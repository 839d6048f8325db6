//! Versioned prompt store.
//!
//! Every accepted `put` writes two records in one atomic batch: an
//! immutable snapshot keyed by the encoded version, and the `LATEST` alias.
//! Versions for a reference must strictly increase. The batch is
//! conditional on `LATEST` still holding the version read before the
//! check, so two writers racing from the same read cannot both commit.

use crate::backend::{Condition, StorageBackend, WriteItem};
use crate::error::{BackendError, StoreError, StoreResult};
use crate::record::{from_record, to_record, VERSION_FIELD};
use crate::types::{Prompt, Reference, VersionTag};
use crate::version::{self, Precedence, Version};
use serde_json::Value;
use std::sync::Arc;

/// Versioned prompt store over an injected [`StorageBackend`].
#[derive(Debug, Clone)]
pub struct VersionedStore {
    backend: Arc<dyn StorageBackend>,
}

impl VersionedStore {
    pub fn new(backend: Arc<dyn StorageBackend>) -> Self {
        Self { backend }
    }

    pub fn backend(&self) -> &Arc<dyn StorageBackend> {
        &self.backend
    }

    /// Fetch a prompt by reference and version request.
    ///
    /// An empty request or `LATEST` selects the alias; anything else must be
    /// a dotted version. The returned prompt carries the dotted version.
    ///
    /// # Example
    /// ```no_run
    /// use promptvault_prompt::{MemoryBackend, Reference, VersionedStore};
    /// use std::sync::Arc;
    ///
    /// # async fn example() -> Result<(), Box<dyn std::error::Error>> {
    /// let store = VersionedStore::new(Arc::new(MemoryBackend::new()));
    /// let prompt = store.get(&Reference::new("org", "example"), "1.0.0").await?;
    /// println!("{}", prompt.text);
    /// # Ok(())
    /// # }
    /// ```
    pub async fn get(&self, reference: &Reference, version: &str) -> StoreResult<Prompt> {
        let tag = VersionTag::parse_request(version)?;
        self.get_tag(reference, &tag).await
    }

    /// Fetch a prompt by an already parsed tag.
    pub async fn get_tag(&self, reference: &Reference, tag: &VersionTag) -> StoreResult<Prompt> {
        let mut prompt = self.fetch_encoded(reference, tag).await?;
        prompt.version = version::decode(&prompt.version)?;
        Ok(prompt)
    }

    /// Read the record under `tag`, leaving its version encoded.
    async fn fetch_encoded(&self, reference: &Reference, tag: &VersionTag) -> StoreResult<Prompt> {
        let sort_key = tag.sort_key();
        tracing::debug!(reference = %reference, versioning = %sort_key, "Querying prompt");

        let records = self.backend.query(reference.as_str(), &sort_key).await?;

        // Keys are exact, so at most one record comes back.
        let record = records
            .into_iter()
            .next()
            .ok_or_else(|| StoreError::NotFound {
                reference: reference.to_string(),
                version: tag.to_string(),
            })?;

        from_record(record)
    }

    /// Store a new version of a prompt.
    ///
    /// Fails with [`StoreError::VersionAlreadyExists`] when the version equals
    /// the current one, [`StoreError::VersionNotGreater`] when it is lower,
    /// and [`StoreError::ConcurrentModification`] when another writer got in
    /// between the read and the write. Returns the stored prompt with its
    /// dotted, normalized version.
    pub async fn put(&self, prompt: Prompt) -> StoreResult<Prompt> {
        let version = Version::parse(&prompt.version)?;
        let encoded = version.encode();
        let reference = prompt.reference();

        let latest_condition = match self.fetch_encoded(&reference, &VersionTag::Latest).await {
            Ok(current) => {
                self.check_newer(&reference, &current.version, &encoded, version)?;
                Condition::FieldEquals {
                    field: VERSION_FIELD.to_string(),
                    value: Value::String(current.version),
                }
            }
            Err(StoreError::NotFound { .. }) => {
                tracing::debug!(reference = %reference, "First version for reference");
                Condition::NotExists
            }
            Err(e) => return Err(e),
        };

        let mut stored = prompt;
        stored.version = encoded;

        let items = vec![
            WriteItem::put(to_record(&stored, &VersionTag::Version(version))?)
                .with_condition(Condition::NotExists),
            WriteItem::put(to_record(&stored, &VersionTag::Latest)?)
                .with_condition(latest_condition),
        ];

        match self.backend.atomic_write(items).await {
            Ok(()) => {}
            Err(BackendError::ConditionFailed { .. }) => {
                tracing::warn!(reference = %reference, version = %version, "Concurrent write detected");
                return Err(StoreError::ConcurrentModification {
                    reference: reference.to_string(),
                });
            }
            Err(source) => {
                return Err(StoreError::WriteFailed {
                    reference: reference.to_string(),
                    source,
                });
            }
        }

        tracing::info!(reference = %reference, version = %version, "Stored prompt version");

        stored.version = version.to_string();
        Ok(stored)
    }

    /// Reject `candidate` unless it is strictly greater than `current_encoded`.
    fn check_newer(
        &self,
        reference: &Reference,
        current_encoded: &str,
        candidate_encoded: &str,
        candidate: Version,
    ) -> StoreResult<()> {
        if current_encoded == candidate_encoded {
            tracing::warn!(reference = %reference, version = %candidate, "Version already exists");
            return Err(StoreError::VersionAlreadyExists {
                reference: reference.to_string(),
                version: candidate.to_string(),
            });
        }

        if version::compare(current_encoded, candidate_encoded)? == Precedence::Greater {
            let current = version::decode(current_encoded)?;
            tracing::warn!(
                reference = %reference,
                version = %candidate,
                current = %current,
                "Version not greater than current"
            );
            return Err(StoreError::VersionNotGreater {
                reference: reference.to_string(),
                version: candidate.to_string(),
                current,
            });
        }

        Ok(())
    }
}
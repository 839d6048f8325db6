//! Configuration management for promptvault.
//!
//! Configuration is resolved in layers, later layers winning:
//! - Built-in defaults
//! - Config file (`.promptvault/config.yaml` or `PROMPTVAULT_CONFIG`)
//! - Environment variables
//! - Command-line flags
//!
//! The configuration is workspace-centric: the SQLite database and the
//! config file live under `.promptvault/` in the workspace.

use serde::{Deserialize, Serialize};
use std::path::{Path, PathBuf};

use crate::error::{AppError, AppResult};
use crate::logging::LogFormat;

/// Name of the per-workspace state directory.
pub const STATE_DIR: &str = ".promptvault";

/// Default table name, shared with the original deployment's
/// `PROMPT_TABLE_NAME`.
pub const DEFAULT_TABLE: &str = "prompts";

/// Storage backend selection.
#[derive(Debug, Clone, Copy, Default, PartialEq, Eq, Serialize, Deserialize)]
#[serde(rename_all = "lowercase")]
pub enum BackendKind {
    /// Process-local map; nothing survives the process
    Memory,
    /// SQLite database file in the workspace
    #[default]
    Sqlite,
}

impl std::str::FromStr for BackendKind {
    type Err = AppError;

    fn from_str(s: &str) -> Result<Self, Self::Err> {
        match s.to_ascii_lowercase().as_str() {
            "memory" | "in-memory" => Ok(BackendKind::Memory),
            "sqlite" => Ok(BackendKind::Sqlite),
            other => Err(AppError::Config(format!(
                "Unknown backend: {}. Supported: memory, sqlite",
                other
            ))),
        }
    }
}

impl std::fmt::Display for BackendKind {
    fn fmt(&self, f: &mut std::fmt::Formatter<'_>) -> std::fmt::Result {
        match self {
            BackendKind::Memory => write!(f, "memory"),
            BackendKind::Sqlite => write!(f, "sqlite"),
        }
    }
}

/// Main application configuration.
#[derive(Debug, Clone, Serialize, Deserialize)]
pub struct AppConfig {
    /// Path to the workspace root (contains .promptvault/)
    pub workspace: PathBuf,

    /// Optional config file path
    pub config_file: Option<PathBuf>,

    /// Storage backend
    pub backend: BackendKind,

    /// SQLite database path; defaults to `.promptvault/prompts.sqlite`
    pub database: Option<PathBuf>,

    /// Table holding prompt records
    pub table: String,

    /// Log level override
    pub log_level: Option<String>,

    /// Log output format
    pub log_format: LogFormat,

    /// Verbose mode (enables debug logging)
    pub verbose: bool,

    /// Disable colored output
    pub no_color: bool,
}

/// Full configuration file structure.
#[derive(Debug, Clone, Default, Serialize, Deserialize)]
struct ConfigFile {
    storage: Option<StorageSection>,
    logging: Option<LoggingSection>,
}

#[derive(Debug, Clone, Default, Serialize, Deserialize)]
struct StorageSection {
    backend: Option<BackendKind>,
    database: Option<String>,
    table: Option<String>,
}

#[derive(Debug, Clone, Default, Serialize, Deserialize)]
struct LoggingSection {
    level: Option<String>,
    format: Option<LogFormat>,
    color: Option<bool>,
}

impl Default for AppConfig {
    fn default() -> Self {
        Self {
            workspace: std::env::current_dir().unwrap_or_else(|_| PathBuf::from(".")),
            config_file: None,
            backend: BackendKind::default(),
            database: None,
            table: DEFAULT_TABLE.to_string(),
            log_level: None,
            log_format: LogFormat::default(),
            verbose: false,
            no_color: false,
        }
    }
}

impl AppConfig {
    /// Load configuration from defaults, the config file and the environment.
    ///
    /// `workspace` and `config_file` come from the command line; when given
    /// they win over the environment and decide which YAML file is read.
    ///
    /// Environment variables:
    /// - `PROMPTVAULT_WORKSPACE`: Override workspace path
    /// - `PROMPTVAULT_CONFIG`: Path to config file
    /// - `PROMPTVAULT_BACKEND`: `memory` or `sqlite`
    /// - `PROMPTVAULT_DATABASE`: SQLite database path
    /// - `PROMPT_TABLE_NAME`: Table holding prompt records
    /// - `RUST_LOG`: Log level
    /// - `NO_COLOR`: Disable colored output (any non-empty value)
    ///
    /// # Example
    /// ```no_run
    /// use promptvault_core::config::AppConfig;
    ///
    /// let config = AppConfig::load(None, None).expect("Failed to load config");
    /// println!("Backend: {}", config.backend);
    /// ```
    pub fn load(workspace: Option<PathBuf>, config_file: Option<PathBuf>) -> AppResult<Self> {
        Self::resolve(workspace, config_file, |key| std::env::var(key).ok())
    }

    /// Resolve defaults, YAML and environment with `env` as the variable
    /// lookup.
    fn resolve<F>(
        workspace: Option<PathBuf>,
        config_file: Option<PathBuf>,
        env: F,
    ) -> AppResult<Self>
    where
        F: Fn(&str) -> Option<String>,
    {
        let mut config = Self::default();

        let workspace = workspace.or_else(|| env("PROMPTVAULT_WORKSPACE").map(PathBuf::from));
        if let Some(workspace) = workspace {
            config.workspace = workspace;
        }

        config.config_file =
            config_file.or_else(|| env("PROMPTVAULT_CONFIG").map(PathBuf::from));

        if !config.workspace.exists() {
            return Err(AppError::Config(format!(
                "Workspace directory does not exist: {:?}",
                config.workspace
            )));
        }

        match config.config_file.clone() {
            Some(path) => {
                if !path.exists() {
                    return Err(AppError::Config(format!(
                        "Config file does not exist: {:?}",
                        path
                    )));
                }
                config = config.merge_yaml(&path)?;
            }
            None => {
                let path = config.state_dir().join("config.yaml");
                if path.exists() {
                    config = config.merge_yaml(&path)?;
                }
            }
        }

        // Environment variables override YAML config
        if let Some(backend) = env("PROMPTVAULT_BACKEND") {
            config.backend = backend.parse()?;
        }

        if let Some(database) = env("PROMPTVAULT_DATABASE") {
            config.database = Some(PathBuf::from(database));
        }

        if let Some(table) = env("PROMPT_TABLE_NAME") {
            config.table = table;
        }

        if let Some(level) = env("RUST_LOG") {
            config.log_level = Some(level);
        }

        if env("NO_COLOR").is_some_and(|v| !v.is_empty()) {
            config.no_color = true;
        }

        Ok(config)
    }

    /// Merge a YAML configuration file into a copy of this config.
    fn merge_yaml(&self, path: &Path) -> AppResult<Self> {
        let contents = std::fs::read_to_string(path).map_err(|e| {
            AppError::Config(format!("Failed to read config file {:?}: {}", path, e))
        })?;

        let config_file: ConfigFile = serde_yaml::from_str(&contents).map_err(|e| {
            AppError::Config(format!("Failed to parse config file {:?}: {}", path, e))
        })?;

        let mut result = self.clone();

        if let Some(storage) = config_file.storage {
            if let Some(backend) = storage.backend {
                result.backend = backend;
            }
            if let Some(database) = storage.database {
                result.database = Some(PathBuf::from(database));
            }
            if let Some(table) = storage.table {
                result.table = table;
            }
        }

        if let Some(logging) = config_file.logging {
            if let Some(level) = logging.level {
                result.log_level = Some(level);
            }
            if let Some(format) = logging.format {
                result.log_format = format;
            }
            if let Some(color) = logging.color {
                result.no_color = !color;
            }
        }

        tracing::debug!("Merged config file {:?}", path);
        Ok(result)
    }

    /// Apply CLI overrides to the configuration.
    ///
    /// CLI flags take precedence over the environment and the config file.
    /// Workspace and config file paths are applied earlier, by [`AppConfig::load`].
    pub fn with_overrides(
        mut self,
        backend: Option<BackendKind>,
        database: Option<PathBuf>,
        log_level: Option<String>,
        verbose: bool,
        no_color: bool,
    ) -> Self {
        if let Some(backend) = backend {
            self.backend = backend;
        }

        if let Some(database) = database {
            self.database = Some(database);
        }

        if let Some(log_level) = log_level {
            self.log_level = Some(log_level);
        }

        if verbose {
            self.verbose = true;
            // Verbose mode implies debug logging
            if self.log_level.is_none() {
                self.log_level = Some("debug".to_string());
            }
        }

        if no_color {
            self.no_color = true;
        }

        self
    }

    /// Get the path to the .promptvault directory.
    pub fn state_dir(&self) -> PathBuf {
        self.workspace.join(STATE_DIR)
    }

    /// Ensure the .promptvault directory exists.
    pub fn ensure_state_dir(&self) -> AppResult<()> {
        let state_dir = self.state_dir();
        if !state_dir.exists() {
            std::fs::create_dir_all(&state_dir).map_err(|e| {
                AppError::Config(format!("Failed to create {} directory: {}", STATE_DIR, e))
            })?;
        }
        Ok(())
    }

    /// Resolved SQLite database path.
    pub fn database_path(&self) -> PathBuf {
        match &self.database {
            Some(path) if path.is_absolute() => path.clone(),
            Some(path) => self.workspace.join(path),
            None => self.state_dir().join("prompts.sqlite"),
        }
    }

    /// Validate the resolved configuration.
    pub fn validate(&self) -> AppResult<()> {
        if self.table.is_empty() {
            return Err(AppError::Config("Table name cannot be empty".to_string()));
        }

        // The table name is spliced into SQL, so only identifiers pass.
        let valid_ident = self
            .table
            .chars()
            .next()
            .is_some_and(|c| c.is_ascii_alphabetic() || c == '_')
            && self
                .table
                .chars()
                .all(|c| c.is_ascii_alphanumeric() || c == '_');

        if !valid_ident {
            return Err(AppError::Config(format!(
                "Invalid table name: {}. Use letters, digits and underscores",
                self.table
            )));
        }

        Ok(())
    }
}
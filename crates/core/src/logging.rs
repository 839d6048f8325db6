//! Logging setup for promptvault.
//!
//! Logs always go to stderr so that stdout carries only the artifact JSON
//! a command prints.

use serde::{Deserialize, Serialize};
use tracing_subscriber::{fmt, layer::SubscriberExt, util::SubscriberInitExt, EnvFilter};

use crate::error::{AppError, AppResult};

/// Output format of the log stream.
#[derive(Debug, Clone, Copy, Default, PartialEq, Eq, Serialize, Deserialize)]
#[serde(rename_all = "lowercase")]
pub enum LogFormat {
    /// Human-readable lines
    #[default]
    Text,
    /// One JSON object per event
    Json,
}

impl std::str::FromStr for LogFormat {
    type Err = AppError;

    fn from_str(s: &str) -> Result<Self, Self::Err> {
        match s.to_ascii_lowercase().as_str() {
            "text" => Ok(LogFormat::Text),
            "json" => Ok(LogFormat::Json),
            other => Err(AppError::Config(format!(
                "Unknown log format: {}. Supported: text, json",
                other
            ))),
        }
    }
}

/// Install the global tracing subscriber.
///
/// The filter comes from `log_level` when given, otherwise from `RUST_LOG`,
/// otherwise `info`. Fails if a subscriber is already installed.
///
/// # Example
/// ```no_run
/// use promptvault_core::logging::{init_logging, LogFormat};
///
/// init_logging(Some("debug"), LogFormat::Text, false).expect("logging");
/// ```
pub fn init_logging(log_level: Option<&str>, format: LogFormat, no_color: bool) -> AppResult<()> {
    let env_filter = build_filter(log_level)?;

    let registry = tracing_subscriber::registry().with(env_filter);

    let result = match format {
        LogFormat::Text => registry
            .with(
                fmt::layer()
                    .with_writer(std::io::stderr)
                    .with_target(true)
                    .with_level(true)
                    .with_ansi(!no_color && std::env::var("NO_COLOR").is_err()),
            )
            .try_init(),
        LogFormat::Json => registry
            .with(
                fmt::layer()
                    .json()
                    .with_writer(std::io::stderr)
                    .with_current_span(true),
            )
            .try_init(),
    };

    result.map_err(|e| AppError::Config(format!("Failed to init logging: {}", e)))
}

fn build_filter(log_level: Option<&str>) -> AppResult<EnvFilter> {
    let default_level = std::env::var("RUST_LOG").unwrap_or_else(|_| "info".to_string());
    let filter_str = log_level.unwrap_or(&default_level);

    EnvFilter::try_new(filter_str)
        .map_err(|e| AppError::Config(format!("Invalid log filter '{}': {}", filter_str, e)))
}
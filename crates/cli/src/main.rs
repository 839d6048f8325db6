//! promptvault CLI
//!
//! Main entry point for the promptvault command-line tool: store and fetch
//! versioned prompts.

mod commands;

use clap::{Parser, Subcommand};
use commands::{print_prompt, GetCommand, PutCommand};
use promptvault_core::{config::AppConfig, logging, AppResult, BackendKind};
use promptvault_prompt::{create_backend, VersionedStore};
use std::path::PathBuf;
use tracing::Instrument;

/// promptvault - versioned prompt storage
#[derive(Parser, Debug)]
#[command(name = "promptvault")]
#[command(about = "Store and fetch versioned prompts", long_about = None)]
#[command(version)]
struct Cli {
    /// Path to workspace directory (default: current directory)
    #[arg(short, long, global = true, env = "PROMPTVAULT_WORKSPACE")]
    workspace: Option<PathBuf>,

    /// Path to config file
    #[arg(short, long, global = true, env = "PROMPTVAULT_CONFIG")]
    config: Option<PathBuf>,

    /// Storage backend (memory, sqlite)
    #[arg(short, long, global = true, env = "PROMPTVAULT_BACKEND")]
    backend: Option<BackendKind>,

    /// SQLite database path
    #[arg(long, global = true, env = "PROMPTVAULT_DATABASE")]
    database: Option<PathBuf>,

    /// Log level (error, warn, info, debug, trace)
    #[arg(long, global = true, env = "RUST_LOG")]
    log_level: Option<String>,

    /// Enable verbose output (sets log level to debug)
    #[arg(short, long, global = true)]
    verbose: bool,

    /// Disable colored output (NO_COLOR in the environment is honored too)
    #[arg(long, global = true)]
    no_color: bool,

    #[command(subcommand)]
    command: Commands,
}

#[derive(Subcommand, Debug)]
enum Commands {
    /// Store a new prompt version
    Put(PutCommand),

    /// Fetch a prompt by namespace and name
    Get(GetCommand),
}

#[tokio::main]
async fn main() {
    if let Err(e) = run().await {
        eprintln!("error: {}", e);
        std::process::exit(e.exit_code());
    }
}

async fn run() -> AppResult<()> {
    let cli = Cli::parse();

    let config = AppConfig::load(cli.workspace, cli.config)?.with_overrides(
        cli.backend,
        cli.database,
        cli.log_level,
        cli.verbose,
        cli.no_color,
    );

    logging::init_logging(config.log_level.as_deref(), config.log_format, config.no_color)?;

    tracing::info!("promptvault starting");
    tracing::debug!("Workspace: {:?}", config.workspace);
    tracing::debug!("Backend: {}", config.backend);

    if config.backend == BackendKind::Sqlite && config.database.is_none() {
        config.ensure_state_dir()?;
    }

    // One backend handle for the whole process.
    let store = VersionedStore::new(create_backend(&config)?);

    let span = tracing::info_span!("command", name = cli.command.name());
    let result = dispatch(&cli.command, &store).instrument(span).await;

    match &result {
        Ok(_) => tracing::info!("Command completed successfully"),
        Err(e) => tracing::error!("Command failed: {}", e),
    }

    result
}

impl Commands {
    fn name(&self) -> &'static str {
        match self {
            Commands::Put(_) => "put",
            Commands::Get(_) => "get",
        }
    }
}

async fn dispatch(command: &Commands, store: &VersionedStore) -> AppResult<()> {
    match command {
        Commands::Put(cmd) => print_prompt(&cmd.execute(store).await?, cmd.pretty),
        Commands::Get(cmd) => print_prompt(&cmd.execute(store).await?, cmd.pretty),
    }
}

> **What you need to do**:
Extract from the records above the lines from the one containing "if let Some(backend) = backend" to the one containing "self.verbose = true;", both lines included, exactly as they appear and with nothing else.

> **Task result**:
        if let Some(backend) = backend {
            self.backend = backend;
        }

        if let Some(database) = database {
            self.database = Some(database);
        }

        if let Some(log_level) = log_level {
            self.log_level = Some(log_level);
        }

        if verbose {
            self.verbose = true;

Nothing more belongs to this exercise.